Whether you're looking to purchase a villa in Tuscany, a farmhouse in Umbria … or you're just browsing for real estate in Italy, this is the place to start
One of Italy’s greatest assets is its unspoilt countryside. Especially for those living urban lives elsewhere, rural Italy seems a kind of earthly paradise, and it is no surprise that country homes are among the most popular property types sought by foreign buyers.

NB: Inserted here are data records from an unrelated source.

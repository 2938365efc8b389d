// This Source Code Form is subject to the terms of the Mozilla Public
// License, v. 2.0. If a copy of the MPL was not distributed with this
// file, You can obtain one at http://mozilla.org/MPL/2.0/.

//! Running tasks, and the external jobs they submit.

use std::fmt;

use indexmap::IndexMap;
use itertools::Itertools;
use log::{debug, info, warn};
use serde::Serialize;

use super::{JobError, Task, TaskError, TaskResults};
use crate::{
    context::{Context, MergeOutcome, StageSummary},
    qa::{QaGate, QaRegistry},
    storage::{AssumeExists, Storage},
};

/// A single argument of a job.
#[derive(Debug, Clone, PartialEq, Serialize)]
#[serde(untagged)]
pub enum JobArg {
    Str(String),
    Bool(bool),
    Int(i64),
    Float(f64),
    List(Vec<String>),
}

impl From<&str> for JobArg {
    fn from(s: &str) -> Self {
        JobArg::Str(s.to_string())
    }
}

impl From<String> for JobArg {
    fn from(s: String) -> Self {
        JobArg::Str(s)
    }
}

impl From<bool> for JobArg {
    fn from(b: bool) -> Self {
        JobArg::Bool(b)
    }
}

impl From<i64> for JobArg {
    fn from(i: i64) -> Self {
        JobArg::Int(i)
    }
}

impl From<f64> for JobArg {
    fn from(f: f64) -> Self {
        JobArg::Float(f)
    }
}

impl From<Vec<String>> for JobArg {
    fn from(v: Vec<String>) -> Self {
        JobArg::List(v)
    }
}

impl fmt::Display for JobArg {
    fn fmt(&self, f: &mut fmt::Formatter) -> fmt::Result {
        match self {
            JobArg::Str(s) => write!(f, "'{s}'"),
            JobArg::Bool(b) => write!(f, "{}", if *b { "True" } else { "False" }),
            JobArg::Int(i) => write!(f, "{i}"),
            JobArg::Float(x) => write!(f, "{x}"),
            JobArg::List(v) => write!(f, "[{}]", v.iter().map(|s| format!("'{s}'")).join(", ")),
        }
    }
}

/// A request to run an external job, e.g. a solver.
#[derive(Debug, Clone, PartialEq, Serialize)]
pub struct JobRequest {
    task: String,
    args: IndexMap<String, JobArg>,
}

impl JobRequest {
    pub fn new(task: &str) -> JobRequest {
        JobRequest {
            task: task.to_string(),
            args: IndexMap::new(),
        }
    }

    pub fn arg<A: Into<JobArg>>(mut self, name: &str, value: A) -> JobRequest {
        self.args.insert(name.to_string(), value.into());
        self
    }

    pub fn task(&self) -> &str {
        &self.task
    }

    pub fn args(&self) -> &IndexMap<String, JobArg> {
        &self.args
    }

    pub fn get(&self, name: &str) -> Option<&JobArg> {
        self.args.get(name)
    }

    pub fn get_str(&self, name: &str) -> Option<&str> {
        match self.args.get(name) {
            Some(JobArg::Str(s)) => Some(s),
            _ => None,
        }
    }
}

impl fmt::Display for JobRequest {
    fn fmt(&self, f: &mut fmt::Formatter) -> fmt::Result {
        write!(
            f,
            "{}({})",
            self.task,
            self.args.iter().map(|(k, v)| format!("{k}={v}")).join(", ")
        )
    }
}

/// What happened to a job.
#[derive(Debug, Clone, PartialEq)]
pub struct JobResult {
    pub job: JobRequest,
    /// `false` if this was a dry run.
    pub executed: bool,
    pub message: Option<String>,
}

/// Something that can actually run jobs.
pub trait JobRunner {
    fn run(&mut self, job: &JobRequest) -> Result<Option<String>, JobError>;
}

/// Runs tasks and their jobs. It owns the pipeline context; only it changes
/// the context, and only after QA has accepted a result.
pub struct Executor {
    context: Context,
    runner: Box<dyn JobRunner>,
    storage: Box<dyn Storage>,
    qa: QaRegistry,
    gate: QaGate,
    dry_run: bool,
    depth: usize,
}

impl Executor {
    pub fn new(context: Context, runner: Box<dyn JobRunner>, storage: Box<dyn Storage>) -> Executor {
        Executor {
            context,
            runner,
            storage,
            qa: QaRegistry::default(),
            gate: QaGate::default(),
            dry_run: false,
            depth: 0,
        }
    }

    pub fn with_qa(mut self, qa: QaRegistry) -> Executor {
        self.qa = qa;
        self
    }

    pub fn with_gate(mut self, gate: QaGate) -> Executor {
        self.gate = gate;
        self
    }

    pub fn with_dry_run(mut self, dry_run: bool) -> Executor {
        self.dry_run = dry_run;
        self
    }

    pub fn context(&self) -> &Context {
        &self.context
    }

    pub fn into_context(self) -> Context {
        self.context
    }

    pub fn is_dry_run(&self) -> bool {
        self.dry_run
    }

    /// Where tables are looked for. During a dry run, every table is assumed
    /// to exist.
    pub fn storage(&self) -> &dyn Storage {
        if self.dry_run {
            &AssumeExists
        } else {
            self.storage.as_ref()
        }
    }

    /// Run a job, unless this is a dry run, in which case it's only logged.
    pub fn execute_job(&mut self, job: JobRequest) -> Result<JobResult, JobError> {
        if self.dry_run {
            info!("Dry run; not executing {job}");
            return Ok(JobResult {
                job,
                executed: false,
                message: None,
            });
        }

        debug!("Executing {job}");
        let message = self.runner.run(&job)?;
        Ok(JobResult {
            job,
            executed: true,
            message,
        })
    }

    /// Run a task: prepare, analyse, QA, then (if `merge` is set and QA
    /// accepts the results) merge the results into the context. Every
    /// execution is recorded in the context's history.
    pub fn execute<T: Task + ?Sized>(
        &mut self,
        task: &mut T,
        merge: bool,
    ) -> Result<T::Results, TaskError> {
        let name = task.name();
        let depth = self.depth;
        let stage = if depth == 0 {
            self.context.next_stage()
        } else {
            self.context.stage()
        };
        debug!("Stage {stage}: executing {name} (merge: {merge}, dry run: {})", self.dry_run);

        self.depth += 1;
        let results = task
            .prepare(self)
            .and_then(|results| task.analyse(results, self));
        self.depth -= 1;
        let mut results = results?;

        self.qa.do_qa(&self.context, &mut results);
        let representative = results.qa().representative();

        let outcome = if !merge {
            MergeOutcome::NotRequested
        } else if !self.gate.accepts(&representative) {
            warn!("{name} results were rejected by QA ({representative}); not merging them");
            MergeOutcome::RejectedByQa
        } else {
            let storage: &dyn Storage = if self.dry_run {
                &AssumeExists
            } else {
                self.storage.as_ref()
            };
            results.merge_with_context(&mut self.context, storage)?;
            MergeOutcome::Merged
        };

        self.context.record(StageSummary {
            stage,
            task: name.to_string(),
            depth,
            representative,
            outcome,
        });
        Ok(results)
    }
}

Italian countryside is genuinely special. Much of it consists of gentle rolling hillscapes with backdrops of distant mountains. The green and fertile land is enlivened by swathes of wildflowers in spring, by sun-blonded grasses in summer and by burnished leaves in autumn. Most appealingly, because Italy is not a nation in which most people live in big cities, its countryside is liberally sprinkled with charming old villages and tiny towns. These appear at pleasingly intervals on the landscape, their pretty rooftops and belltowers adding extra decoration to wide rural vistas. Inside, these friendly villages have warm communities, useful shops and entertaining festivals. Thus when you buy a home in the Italian countryside, you are not completely cut off from civilisation. You have all the space and quiet you could wish for, but also useful facilities, services and oppurtunities to enjoy the social life never too far away.

Rural Italian properties tend to be much cheaper than homes situated in a city or right on the coast. There are exceptions to this, the chief example being beautiful central Tuscany, where you’d be very lucky to find a farmhouse for less than €500,000. The similarly lovely countryside of Umbria or Le Marche usually presents rather better value for money. 
Naturally, features plenty of interesting properties in all these places. And remember, in almost all of Italy’s regions, the further inland you go, the lower the property prices. Buy somewhere within ten miles of the sea and you can make good savings AND still have easy access to the delights of the coast!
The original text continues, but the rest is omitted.